In this study we found that no Google search terms we tested were significantly, or strongly correlated with melanoma incidence in 6 countries. Using a mixed model, we have accounted for the auto-correlation in the time series search data and by including control search terms, we were able to assess inferential relationships between search terms and melanoma incidence. Indeed, given that all of the results were non-significant, we were unable to confirm previously published findings presented by Wehner et al.,6 however, these results do corroborate those of Bloom et al.5 in that at the US state level, skin cancer/melanoma searches do not correlate with melanoma incidence. Such differences might have occurred in the former case due to a differing time period used; Google SVI is standardised to the maximum value of search volume in the time period considered, meaning that for different but overlapping time periods, the relative overlapping values for SVI can be drastically different.9 It has been suggested that internet search data may be particularly useful where national registry data on cancer are unavailable. As we have found here that there was no strong or significant association between search terms and cancer incidence, using search data as a proxy for estimating cancer incidence therefore appears unwarranted.
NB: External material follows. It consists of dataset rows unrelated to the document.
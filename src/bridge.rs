//! Arbitration between declarative stream requests and imperative sensor
//! transitions.
//!
//! Clients declare *which profiles should be active*; the camera wants
//! *open/start/stop/close calls per sensor*, with the constraint that all
//! profiles opened on one sensor must be opened together and a sensor must be
//! stopped and closed before it can be reopened with a different set. The
//! bridge holds a pending set and a committed set per sensor and, on commit,
//! drives only the sensors whose committed set actually changes.

use crate::device::stream::{Profile, Stream};
use crate::error::Result;
use std::collections::{BTreeMap, HashMap};

/// A requested profile bound to the stream and sensor it belongs to.
#[derive(Debug, Clone, PartialEq)]
pub struct ProfileBinding {
    pub stream_name: String,
    pub sensor_name: String,
    pub profile: Profile,
}

/// Lifecycle of one physical sensor.
#[derive(Debug, Clone, Copy, PartialEq, Eq, Default)]
pub enum SensorState {
    #[default]
    Closed,
    /// Profiles handed to the sensor; streaming not confirmed yet.
    Open,
    Streaming,
}

#[derive(Default)]
struct SensorEntry {
    state: SensorState,
    /// Profiles this sensor is currently committed to, keyed by stream name.
    committed: BTreeMap<String, ProfileBinding>,
}

type StartFn = Box<dyn Fn(&str, &[ProfileBinding]) -> Result<()> + Send>;
type StopFn = Box<dyn Fn(&str) -> Result<()> + Send>;
type ErrorFn = Box<dyn Fn(&str) + Send>;

/// Per-sensor arbitration of open/start/stop/close.
///
/// All methods run on the owning device's dispatcher; the bridge itself is
/// not synchronized.
pub struct StreamBridge {
    sensors: BTreeMap<String, SensorEntry>,
    stream_to_sensor: HashMap<String, String>,
    /// Profiles requested since the last commit, one per stream.
    pending: BTreeMap<String, ProfileBinding>,
    on_start_sensor: Option<StartFn>,
    on_stop_sensor: Option<StopFn>,
    on_error: Option<ErrorFn>,
}

impl StreamBridge {
    pub fn new() -> Self {
        Self {
            sensors: BTreeMap::new(),
            stream_to_sensor: HashMap::new(),
            pending: BTreeMap::new(),
            on_start_sensor: None,
            on_stop_sensor: None,
            on_error: None,
        }
    }

    /// Register the streams this device exposes. Must be called before any
    /// profile can be opened.
    pub fn init(&mut self, streams: &[Stream]) {
        for stream in streams {
            self.sensors.entry(stream.sensor_name.clone()).or_default();
            self.stream_to_sensor
                .insert(stream.name.clone(), stream.sensor_name.clone());
        }
    }

    /// Imperatively open+start a sensor with the given profiles.
    pub fn on_start_sensor<F>(&mut self, callback: F)
    where
        F: Fn(&str, &[ProfileBinding]) -> Result<()> + Send + 'static,
    {
        self.on_start_sensor = Some(Box::new(callback));
    }

    /// Imperatively stop+close a sensor.
    pub fn on_stop_sensor<F>(&mut self, callback: F)
    where
        F: Fn(&str) -> Result<()> + Send + 'static,
    {
        self.on_stop_sensor = Some(Box::new(callback));
    }

    pub fn on_error<F>(&mut self, callback: F)
    where
        F: Fn(&str) + Send + 'static,
    {
        self.on_error = Some(Box::new(callback));
    }

    /// Add `binding` to the pending set. Requesting a stream that already has
    /// a pending profile replaces it; declaring intent twice is not an error.
    pub fn open(&mut self, binding: ProfileBinding) {
        if !self.sensors.contains_key(&binding.sensor_name) {
            log::error!(
                "ignoring profile for unknown sensor '{}'",
                binding.sensor_name
            );
            return;
        }
        if let Some(previous) = self
            .pending
            .insert(binding.stream_name.clone(), binding.clone())
            && previous.profile != binding.profile
        {
            log::debug!(
                "pending profile for '{}' replaced ({} -> {})",
                binding.stream_name,
                previous.profile,
                binding.profile
            );
        }
    }

    /// Remove `stream_name` from the pending set. Closing a stream that is
    /// not pending is a no-op.
    pub fn close(&mut self, stream_name: &str) {
        self.pending.remove(stream_name);
    }

    /// Clear the pending set.
    pub fn reset(&mut self) {
        self.pending.clear();
    }

    /// Reconcile every sensor with the pending set.
    ///
    /// A sensor whose desired set equals its committed set is left alone.
    /// Otherwise it is stopped (if needed) and, when the desired set is
    /// non-empty, restarted with it. A failed start reverts that sensor to
    /// closed and reports through `on_error`; other sensors are unaffected.
    pub fn commit(&mut self) {
        let sensor_names: Vec<String> = self.sensors.keys().cloned().collect();
        for sensor_name in sensor_names {
            let desired: BTreeMap<String, ProfileBinding> = self
                .pending
                .iter()
                .filter(|(_, b)| b.sensor_name == sensor_name)
                .map(|(name, b)| (name.clone(), b.clone()))
                .collect();

            let Some(entry) = self.sensors.get_mut(&sensor_name) else {
                continue;
            };
            if entry.committed == desired {
                continue;
            }

            if entry.state != SensorState::Closed {
                if let Some(stop) = &self.on_stop_sensor
                    && let Err(e) = stop(&sensor_name)
                {
                    log::error!("failed to stop sensor '{}': {}", sensor_name, e);
                }
                entry.state = SensorState::Closed;
                entry.committed.clear();
            }

            if desired.is_empty() {
                continue;
            }

            let profiles: Vec<ProfileBinding> = desired.values().cloned().collect();
            entry.state = SensorState::Open;
            let started = match &self.on_start_sensor {
                Some(start) => start(&sensor_name, &profiles),
                None => Ok(()),
            };
            let Some(entry) = self.sensors.get_mut(&sensor_name) else {
                continue;
            };
            match started {
                Ok(()) => {
                    entry.state = SensorState::Streaming;
                    entry.committed = desired;
                }
                Err(e) => {
                    entry.state = SensorState::Closed;
                    entry.committed.clear();
                    let message =
                        format!("failed to start sensor '{}': {}", sensor_name, e);
                    log::error!("{}", message);
                    if let Some(error) = &self.on_error {
                        error(&message);
                    }
                }
            }
        }
    }

    pub fn is_streaming(&self, stream_name: &str) -> bool {
        let Some(sensor_name) = self.stream_to_sensor.get(stream_name) else {
            return false;
        };
        let Some(entry) = self.sensors.get(sensor_name) else {
            return false;
        };
        entry.state == SensorState::Streaming && entry.committed.contains_key(stream_name)
    }

    pub fn sensor_state(&self, sensor_name: &str) -> Option<SensorState> {
        self.sensors.get(sensor_name).map(|e| e.state)
    }
}

impl Default for StreamBridge {
    fn default() -> Self {
        Self::new()
    }
}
As cancer incidence trends are relatively slow to change, Google search data may be more useful for tracking epidemic conditions where incidence can dramatically change over a few weeks or months. The Google flu trend prediction tool was developed on this premise,4 but was discontinued as correlation of search terms with flu incidence were not causally related and as such when internet search patterns changed temporally, the flu trend prediction tool was not able to accurately predict disease occurrence.4 Improvements to infectious disease prediction have come when search data is combined with traditional surveillance data.10

In summary, whilst the public health benefits of being able to track disease incidence using internet search volumes would be significant, such as for epidemic prediction and surveillance, more thought is likely needed to do this with rigour to enable robust insights to be obtained.

Methods

Age-adjusted melanoma incidence averaged for males and females was obtained for the US for 2011–2014,11 England12 for 2004–16, New Zealand13 for 2004–15, Australia14 for 2004–13, Canada15 for 2004–16 and the Republic of Ireland for 2004–14.16 Google Trends17 quantifies interest in topics at the population level by analysing all search queries for a specific term. Search volume indexes (SVIs) are normalized values based on total searches during a specified period per selected region. We obtained SVIs for each US state or non-US country from January 1, 2004, to January 1, 2017, for the search terms “melanoma” and “skin cancer” (representing a lay term for melanoma). Control search terms were “Google” and “European Union” and SVIs for these were obtained for the same time periods. Control search terms were selected by the authors to determine if unrelated terms might also show similar correlations to the cancer related search terms, to this end the control terms were utilised in exactly the same way as the cancer related search terms. For the US state model, annualised SVIs were available directly from Google with each state contributing a data point for each year. For the English-speaking countries model, we retrieved annual SVI data for each term that was stratified by month for each country and calculated the average of these 12 monthly values to create an annual estimate in order to match the annual cancer incidence data. Due to the autocorrelation within these values, we derived a mixed model to calculate a correlation coefficient between cancer incidence and SVIs over time. An unstructured covariance matrix was used initially in the models as per Hamlett et al.18 However, in cases where convergence was not achieved and would not produce viable estimates, we used an autoregressive structure as the next best choice. Bootstrapped 95% confidence limits for the correlation coefficients were estimated and p-values obtained from an asymptotic Fisher test. All analysis was performed using SAS version 9.4 (SAS Institute Inc., Cary, North Carolina).

Code availability statement

SAS version 9.4 was used for all analyses.